> Your task
Output each line of the data word for word, from the first through the line that holds "command acts on.", and leave off whatever follows.

> Extracted data entries
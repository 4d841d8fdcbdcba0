pub mod backup;
pub mod commit;
pub mod gpg_export;
pub mod init;
pub mod status;
pub mod verify;
pub mod volume;

pub use backup::{backup, restore};
pub use commit::commit;
pub use gpg_export::gpg_export;
pub use init::init;
pub use status::status;
pub use verify::verify;
pub use volume::{attach, create, detach};

use std::path::PathBuf;

use keybank::error::{KeybankError, Result};
use keybank::volume::{Cryptsetup, Volume, VolumeTool};
use keybank::{Keybank, KeybankConfig, StoreContext};

/// Which keybank a store command acts on.
#[derive(Debug, Clone, Default)]
pub struct Target {
    pub name: Option<String>,
    pub root: Option<PathBuf>,
}

/// Options shared by backup and restore.
#[derive(Debug, Clone)]
pub struct Transfer {
    pub directory: PathBuf,
    pub machine: Option<String>,
    pub include_gpg: bool,
    pub dry_run: bool,
}

/// Open the keybank named by `target`, which must be attached.
pub fn open_keybank(target: &Target, config: &KeybankConfig) -> Result<Keybank> {
    let ctx = StoreContext::system();
    match (&target.root, &target.name) {
        (Some(root), _) => Keybank::open(root, ctx),
        (None, Some(name)) => {
            let volume = Volume::named(name, config);
            if !Cryptsetup::new(ctx.runner.clone()).attached(&volume) {
                return Err(KeybankError::NotAttached(name.clone()));
            }
            Keybank::open(&volume.mount, ctx)
        }
        (None, None) => Err(KeybankError::Configuration(
            "specify a keybank NAME or --root DIR".into(),
        )),
    }
}

pub fn require_root() -> Result<()> {
    if nix::unistd::geteuid().is_root() {
        Ok(())
    } else {
        Err(KeybankError::Other(
            "this command must be run as root".into(),
        ))
    }
}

> Output of the task
repository 4d841d8fdcbdcba0
pub mod backup;
pub mod commit;
pub mod gpg_export;
pub mod init;
pub mod status;
pub mod verify;
pub mod volume;

pub use backup::{backup, restore};
pub use commit::commit;
pub use gpg_export::gpg_export;
pub use init::init;
pub use status::status;
pub use verify::verify;
pub use volume::{attach, create, detach};

use std::path::PathBuf;

use keybank::error::{KeybankError, Result};
use keybank::volume::{Cryptsetup, Volume, VolumeTool};
use keybank::{Keybank, KeybankConfig, StoreContext};

/// Which keybank a store command acts on.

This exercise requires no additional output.